Smith was small for a tackle, at only 230-235 pounds, but Pro Football Hall of Fame defensive tackle Art Donovan, a Baltimore Colt teammate for two years, observed of Smith, "'He intimidated a lot of people .... He was not really that big to be a defensive tackle but he was so aggressive.'" Gino Marchetti, a Hall of Fame defensive end and member of the NFL's 100th Anniversary Team, and another Colt linemate of Smith said, "He had all the desire that a guy could muster...." Marchetti also observed Smith was "strong as an ox". Smith's boxing skills also came into play on and off the field, including a legendary post-game fight with Philadelphia Eagles lineman Lum Snyder that went on for hours.

==Professional business career==

During his professional football career, Smith had worked in the off-season in Baltimore as a broker for the investment banking firm Alex Brown & Sons, from 1965 to 1970. In 1970, he worked for White, Weld in Texas, and in 1978 he became head of Alex Brown's office in Dallas. He later joined Stephens, Inc., another investment firm (headquartered in Arkansas), retiring as a vice-president in 1996, due to health problems.

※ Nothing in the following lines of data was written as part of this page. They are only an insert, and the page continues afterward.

//! 键值存储适配层
//!
//! 浏览器中分为两类：
//! - durable: 跨会话保留（localStorage），保存登录令牌与用户资料
//! - scratch: 仅当前标签页会话（sessionStorage），保存导航状态、缓存镜像、完成标记
//!
//! Web Storage 是同步 API，这里的 trait 也保持同步。

use std::cell::RefCell;
use std::collections::BTreeMap;

// =========================================================
// 抽象接口
// =========================================================

pub trait StorageAdapter {
    fn get(&self, key: &str) -> Option<String>;
    fn set(&self, key: &str, value: &str);
    fn delete(&self, key: &str);
    /// 当前存储中的全部 key
    fn keys(&self) -> Vec<String>;
}

/// 删除所有以 `prefix` 开头的 key，返回删除数量
pub fn delete_prefixed(storage: &dyn StorageAdapter, prefix: &str) -> usize {
    let doomed: Vec<String> = storage
        .keys()
        .into_iter()
        .filter(|k| k.starts_with(prefix))
        .collect();
    for key in &doomed {
        storage.delete(key);
    }
    doomed.len()
}

// =========================================================
// 内存实现 (原生环境与测试)
// =========================================================

#[derive(Debug, Default)]
pub struct MemoryStorage {
    map: RefCell<BTreeMap<String, String>>,
}

impl MemoryStorage {
    pub fn new() -> Self {
        Self::default()
    }

    pub fn len(&self) -> usize {
        self.map.borrow().len()
    }

    pub fn is_empty(&self) -> bool {
        self.map.borrow().is_empty()
    }
}

impl StorageAdapter for MemoryStorage {
    fn get(&self, key: &str) -> Option<String> {
        self.map.borrow().get(key).cloned()
    }

    fn set(&self, key: &str, value: &str) {
        self.map.borrow_mut().insert(key.to_string(), value.to_string());
    }

    fn delete(&self, key: &str) {
        self.map.borrow_mut().remove(key);
    }

    fn keys(&self) -> Vec<String> {
        self.map.borrow().keys().cloned().collect()
    }
}

#[cfg(test)]
mod tests {
    use super::*;

    #[test]
    fn test_delete_prefixed() {
        let storage = MemoryStorage::new();
        storage.set("cache:course_1", "{}");
        storage.set("cache:course_2", "{}");
        storage.set("token", "abc");

        assert_eq!(delete_prefixed(&storage, "cache:"), 2);
        assert_eq!(storage.keys(), vec!["token".to_string()]);
    }
}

== Personal life and death ==
He was the father of two sons, two daughters, two stepdaughters, and a stepson. His son Billy Ray Jr. also played football at Arkansas, where he was a unanimous All-American in 1981 and 1982. He was later inducted into the College Football Hall of Fame in 2000. Smith Jr. went on to play as an NFL linebacker for ten years with the San Diego Chargers. Like his father, Billy Ray Jr. was named to the Arkansas All-Century team. Reflecting his father's professional business career, Billy Ray Jr. was a dean's list student and graduated with a degree in finance. He is considered one of the greatest Chargers players in the team's history. He became a sportscaster and sports talk radio host in San Diego after retiring as a player.

Smith was ROTC at Arkansas, and commissioned a Second Lieutenant in the Air Defense Artillery in 1958, serving in the Air Reserve until 1965. Smith's son Kevin Bruce Smith attended the U.S. Military Academy at West Point, and was a lieutenant colonel and battalion commander at the time of Smith's death in 2001.

Smith died from cancer on March 23, 2001.